The document was leaked to the Mercury News Tuesday afternoon.
“We accept the arbitrator’s decision to increase our annual rent payment by one percent,” said 49ers VP of public affairs and strategic communications Rahul Chandhok, calling the Mayor’s accusation that the 49ers had “a history of withholding documents and payments” another chapter in her history of “deceitfulness” in her dealings with the NFL team.
There are still two outstanding 49ers lawsuits; one alleging that the City overcharged the 49ers by a total of $1.7 million for golf course parking, and the second charging Gillmor and the Stadium Authority Board with acting in bad faith and trying to break the stadium management contract.
City’s Financial Model Underlies Dispute
In 2016 the 49ers Stadium Company asked to renegotiate the facilities as their contract stipulated and proposed reducing it to $20 million.
The 2012 lease set the facilities rent at $24.5 million for the stadium’s first full year of operation — itself a made-up number based on a cost model created by Santa Clara’s consultant, Keyser Marsden (KM), which considers the algorithms and underlying assumptions proprietary and wouldn’t make them public.
The lease stipulates that after a full year of operations, if debt, interest or operating expenses change, the facility rent was to likewise change. The rent would then be set there for the remaining term of the lease. “Facility Rent is projected to be reduced over time,” said the initial 2012 lease agreement.
Based on Levi’s Stadium’s performance that’s not an unreasonable assumption.
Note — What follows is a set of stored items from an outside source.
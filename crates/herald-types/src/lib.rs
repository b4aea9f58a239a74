//! Shared domain types for the Herald platform.
//!
//! Defines the closed set of domain events that flow through the ingestion
//! pipeline, the notification taxonomy derived from them, and the status
//! enums persisted alongside outbox and notification records. Every enum
//! that lands in a database column carries a canonical string form
//! (`as_str` / `FromStr`) so rows stay readable in raw SQL.

use serde::{Deserialize, Serialize};

/// Metadata attached to a `POST_CREATED` event.
#[derive(Debug, Clone, Default, Serialize, Deserialize, PartialEq, Eq)]
pub struct PostMetadata {
    /// Title of the created post, if the producer supplied one.
    pub title: Option<String>,
}

/// Metadata attached to a `COMMENTED` event.
#[derive(Debug, Clone, Default, Serialize, Deserialize, PartialEq, Eq)]
pub struct CommentMetadata {
    /// Short excerpt of the comment body for display in notifications.
    pub excerpt: Option<String>,
}

/// A domain event accepted by the ingestion endpoint.
///
/// The event type set is closed: anything outside it is rejected at the
/// edge. Each variant carries a fixed metadata shape rather than an
/// open-ended bag, so downstream consumers never guess at payload keys.
///
/// `entity_id` means different things per variant: the created post for
/// `PostCreated`, the followed user for `Followed`, and the liked or
/// commented post for `Liked`/`Commented`.
#[derive(Debug, Clone, Serialize, Deserialize, PartialEq)]
#[serde(tag = "type", rename_all = "SCREAMING_SNAKE_CASE")]
pub enum DomainEvent {
    /// An author published a new post.
    #[serde(rename_all = "camelCase")]
    PostCreated {
        actor_id: String,
        entity_id: String,
        #[serde(default)]
        metadata: PostMetadata,
    },

    /// One user started following another.
    #[serde(rename_all = "camelCase")]
    Followed {
        actor_id: String,
        entity_id: String,
    },

    /// A user liked a post.
    #[serde(rename_all = "camelCase")]
    Liked {
        actor_id: String,
        entity_id: String,
    },

    /// A user commented on a post.
    #[serde(rename_all = "camelCase")]
    Commented {
        actor_id: String,
        entity_id: String,
        #[serde(default)]
        metadata: CommentMetadata,
    },
}

impl DomainEvent {
    /// Returns the canonical event type string, as stored in the outbox.
    pub fn event_type(&self) -> &'static str {
        match self {
            Self::PostCreated { .. } => "POST_CREATED",
            Self::Followed { .. } => "FOLLOWED",
            Self::Liked { .. } => "LIKED",
            Self::Commented { .. } => "COMMENTED",
        }
    }

    /// The user who performed the action.
    pub fn actor_id(&self) -> &str {
        match self {
            Self::PostCreated { actor_id, .. }
            | Self::Followed { actor_id, .. }
            | Self::Liked { actor_id, .. }
            | Self::Commented { actor_id, .. } => actor_id,
        }
    }

    /// The entity the action touched (post id or user id, per variant).
    pub fn entity_id(&self) -> &str {
        match self {
            Self::PostCreated { entity_id, .. }
            | Self::Followed { entity_id, .. }
            | Self::Liked { entity_id, .. }
            | Self::Commented { entity_id, .. } => entity_id,
        }
    }

    /// The kind of entity a notification about this event points at.
    pub fn entity_kind(&self) -> EntityKind {
        match self {
            Self::PostCreated { .. } | Self::Liked { .. } | Self::Commented { .. } => {
                EntityKind::Post
            }
            Self::Followed { .. } => EntityKind::User,
        }
    }

    /// Validates required fields. Type membership is already guaranteed by
    /// the closed enum; this checks the ids are non-empty.
    pub fn validate(&self) -> Result<(), EventValidationError> {
        if self.actor_id().trim().is_empty() {
            return Err(EventValidationError::MissingField("actorId"));
        }
        if self.entity_id().trim().is_empty() {
            return Err(EventValidationError::MissingField("entityId"));
        }
        Ok(())
    }
}

/// Error returned when an incoming event fails validation.
#[derive(Debug, Clone, PartialEq, Eq, thiserror::Error)]
pub enum EventValidationError {
    /// A required field was empty or absent.
    #[error("missing required field: {0}")]
    MissingField(&'static str),
}

/// The kind of entity a notification references.
#[derive(Debug, Clone, Copy, PartialEq, Eq, Hash, Serialize, Deserialize)]
pub enum EntityKind {
    #[serde(rename = "POST")]
    Post,
    #[serde(rename = "USER")]
    User,
}

impl EntityKind {
    pub fn as_str(self) -> &'static str {
        match self {
            Self::Post => "POST",
            Self::User => "USER",
        }
    }
}

impl std::fmt::Display for EntityKind {
    fn fmt(&self, f: &mut std::fmt::Formatter<'_>) -> std::fmt::Result {
        f.write_str(self.as_str())
    }
}

impl std::str::FromStr for EntityKind {
    type Err = ParseEnumError;

    fn from_str(s: &str) -> Result<Self, Self::Err> {
        match s {
            "POST" => Ok(Self::Post),
            "USER" => Ok(Self::User),
            _ => Err(ParseEnumError::new("entity kind", s)),
        }
    }
}

/// Category of a delivered notification, derived from the event type.
#[derive(Debug, Clone, Copy, PartialEq, Eq, Hash, Serialize, Deserialize)]
#[serde(rename_all = "SCREAMING_SNAKE_CASE")]
pub enum NotificationType {
    NewFollower,
    NewPostFromFollowing,
    NewLikeOnYourPost,
    NewCommentOnYourPost,
}

impl NotificationType {
    pub fn as_str(self) -> &'static str {
        match self {
            Self::NewFollower => "NEW_FOLLOWER",
            Self::NewPostFromFollowing => "NEW_POST_FROM_FOLLOWING",
            Self::NewLikeOnYourPost => "NEW_LIKE_ON_YOUR_POST",
            Self::NewCommentOnYourPost => "NEW_COMMENT_ON_YOUR_POST",
        }
    }
}

impl std::fmt::Display for NotificationType {
    fn fmt(&self, f: &mut std::fmt::Formatter<'_>) -> std::fmt::Result {
        f.write_str(self.as_str())
    }
}

impl std::str::FromStr for NotificationType {
    type Err = ParseEnumError;

    fn from_str(s: &str) -> Result<Self, Self::Err> {
        match s {
            "NEW_FOLLOWER" => Ok(Self::NewFollower),
            "NEW_POST_FROM_FOLLOWING" => Ok(Self::NewPostFromFollowing),
            "NEW_LIKE_ON_YOUR_POST" => Ok(Self::NewLikeOnYourPost),
            "NEW_COMMENT_ON_YOUR_POST" => Ok(Self::NewCommentOnYourPost),
            _ => Err(ParseEnumError::new("notification type", s)),
        }
    }
}

/// Processing status of an outbox record.
///
/// The transition is strictly one-way: `Pending` → `Processed`.
#[derive(Debug, Clone, Copy, PartialEq, Eq, Hash, Serialize, Deserialize)]
#[serde(rename_all = "SCREAMING_SNAKE_CASE")]
pub enum OutboxStatus {
    Pending,
    Processed,
}

impl OutboxStatus {
    pub fn as_str(self) -> &'static str {
        match self {
            Self::Pending => "PENDING",
            Self::Processed => "PROCESSED",
        }
    }
}

impl std::fmt::Display for OutboxStatus {
    fn fmt(&self, f: &mut std::fmt::Formatter<'_>) -> std::fmt::Result {
        f.write_str(self.as_str())
    }
}

impl std::str::FromStr for OutboxStatus {
    type Err = ParseEnumError;

    fn from_str(s: &str) -> Result<Self, Self::Err> {
        match s {
            "PENDING" => Ok(Self::Pending),
            "PROCESSED" => Ok(Self::Processed),
            _ => Err(ParseEnumError::new("outbox status", s)),
        }
    }
}

/// Push-delivery status of a notification record.
///
/// Observability only: a `Failed` notification is still served by the pull
/// API. Set once after the relay attempt and never reverted from `Emitted`.
#[derive(Debug, Clone, Copy, PartialEq, Eq, Hash, Serialize, Deserialize)]
#[serde(rename_all = "SCREAMING_SNAKE_CASE")]
pub enum DeliveryStatus {
    Pending,
    Emitted,
    Failed,
}

impl DeliveryStatus {
    pub fn as_str(self) -> &'static str {
        match self {
            Self::Pending => "PENDING",
            Self::Emitted => "EMITTED",
            Self::Failed => "FAILED",
        }
    }
}

impl std::fmt::Display for DeliveryStatus {
    fn fmt(&self, f: &mut std::fmt::Formatter<'_>) -> std::fmt::Result {
        f.write_str(self.as_str())
    }
}

impl std::str::FromStr for DeliveryStatus {
    type Err = ParseEnumError;

    fn from_str(s: &str) -> Result<Self, Self::Err> {
        match s {
            "PENDING" => Ok(Self::Pending),
            "EMITTED" => Ok(Self::Emitted),
            "FAILED" => Ok(Self::Failed),
            _ => Err(ParseEnumError::new("delivery status", s)),
        }
    }
}

/// Error returned when parsing an unknown enum string from storage.
#[derive(Debug, Clone)]
pub struct ParseEnumError {
    what: &'static str,
    value: String,
}

impl ParseEnumError {
    fn new(what: &'static str, value: &str) -> Self {
        Self {
            what,
            value: value.to_string(),
        }
    }
}

impl std::fmt::Display for ParseEnumError {
    fn fmt(&self, f: &mut std::fmt::Formatter<'_>) -> std::fmt::Result {
        write!(f, "unknown {}: {}", self.what, self.value)
    }
}

impl std::error::Error for ParseEnumError {}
Stadium construction was $136 million less than forecast, while seat license revenue was $140 million over forecast. Seat license proceeds continue to surpass budget, and interest expense is significantly under the 2012 forecast — as is the outstanding debt of $382.7 million. Revenue has been slightly higher than budget, while expenses have been right on budget.
When the dispute first erupted in 2016, O’Neill objected to the opacity of KM’s model and asked for the underlying numbers, which were not forthcoming. However, unlike the Mayor, she wasn’t on the Council when agreements were approved and thus was unable to review proprietary information in closed session.
*The City refused to disclose information about these meetings and communications between City officials and the 49ers, justifying withholding this information under “Government Code section 6254(k) and Evidence Code sections 950 et seq.”
**The City’s general fund receives from Levi’s Stadium ground and performance rent —which is 50 percent of net profit from non-NFL events and has been between $3 and $5 million annually.